More than 200 people attended the 2015 Bay Area Battery Summit at Lawrence Berkeley National Laboratory on Nov. 3 to discuss how to promote transformative energy storage technologies. The purpose of the Summit was to bring scientists together with policymakers and business to discuss what more could be done—whether in labs, universities, industry, Congress, or state and local governments—to accelerate vehicle electrification and grid storage.
Speakers included Cheryl Martin, the former acting director of ARPA-E, Eileen Tutt, executive director of the California Electric Transportation Coalition, and executives from BMW and Tesla Motors, as well as Berkeley Lab battery scientist Venkat Srinivasan, who gave an overview of the changing battery landscape.
“At the end of the day I felt like I learned something about what we, as a community, need to tackle if we are serious about electrification,” said Srinivasan, who was the main force behind the summit. “And the path is not just finding the new magic battery but is in understanding how to bring what we have today to market while continuing to feed the pipeline. Policies need to allow for this to happen.”

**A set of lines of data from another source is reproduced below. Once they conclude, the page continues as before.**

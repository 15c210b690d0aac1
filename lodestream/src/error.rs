use thiserror::Error;

use crate::task::Category;

/// Errors surfaced by the scheduler itself.
///
/// Configuration and category errors abort startup/submission; a
/// [`Error::ProgressStateInvariant`] means the per-entity quality table is
/// inconsistent with the pending task set and is not recoverable.
#[derive(Debug, Error)]
pub enum Error {
    #[error("invalid scheduler configuration: {0}")]
    ConfigValidation(String),

    #[error("no pool registered for task category {0:?}")]
    UnknownCategory(Category),

    #[error("no progress record for entity {0}")]
    ProgressStateInvariant(lodestream_scene::Slug),
}

/// Failure of a single task, reported by the execution backend.
///
/// Isolated to the failing task and its unspawned successors; the task is
/// marked failed and dropped, with no retry at this layer.
#[derive(Debug, Error)]
pub enum TaskError {
    #[error(transparent)]
    Fetch(#[from] FetchError),

    #[error(transparent)]
    Materialize(#[from] MaterializeError),

    #[error(transparent)]
    Decode(#[from] DecodeError),

    #[error("execution backend dropped the task")]
    BackendGone,
}

/// Terminal fetch failure. The fetch collaborator retries transient errors
/// internally; anything surfacing here already exhausted those retries.
#[derive(Debug, Error)]
pub enum FetchError {
    #[error("content {0} not found")]
    NotFound(String),

    #[error("transport failed: {0}")]
    Transport(String),

    #[error("range {start}..{end} outside content {hash} of {len} bytes")]
    BadRange {
        hash: String,
        start: u64,
        end: u64,
        len: u64,
    },
}

#[derive(Debug, Error)]
#[error("materialize failed: {0}")]
pub struct MaterializeError(pub String);

#[derive(Debug, Error)]
#[error("refinement decode failed: {0}")]
pub struct DecodeError(pub String);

Srinivasan said he was pleased with the capacity turnout and the healthy exchange of ideas. Co-organizers of the event were CalCharge, the Dept. of Energy’s Joint Center for Energy Storage Research (JCESR), and the Electric Power Research Institute. The event was also sponsored by the Bay Area Council.
JCESR Director George Crabtree gave an update on the search for the next-generation battery, nearly three years into the hub’s five-year charter. He noted that it took 20 years for the lithium-ion battery to come out, from the time it was conceived in 1970 to 1991 when Sony introduced it. “It looked nothing like its original conception,” he said. “It performed about twice as good as the best battery in 1991, so it was a breakthrough.”
Since then, lithium-ion batteries have seen a linear increase in energy density and decrease in cost. But those trends won’t continue indefinitely. He outlined the four technologies that JCESR is pursuing for transportation and the grid.
Uwe Higgen, the head of the BMW USA technology office, gave a glimpse into BMW’s vision for the future of mobility, which includes cars powered by electricity, automated vehicles that drive almost accident-free, and cars that are more integrated into the digital ecosystem.
He also described the company approach for pursuing greater adoption of electric vehicles, including using gamification to encourage people to be more efficient, giving more detailed information on charging and route-planning, and making electric driving fun.
“Two years ago all of us thought getting the cost down was a matter of increasing energy density. That all changed when Tesla announced its Gigafactory,” Srinivasan told the packed room. “Batteries are getting considerably cheaper, a lot cheaper than what people thought was possible.”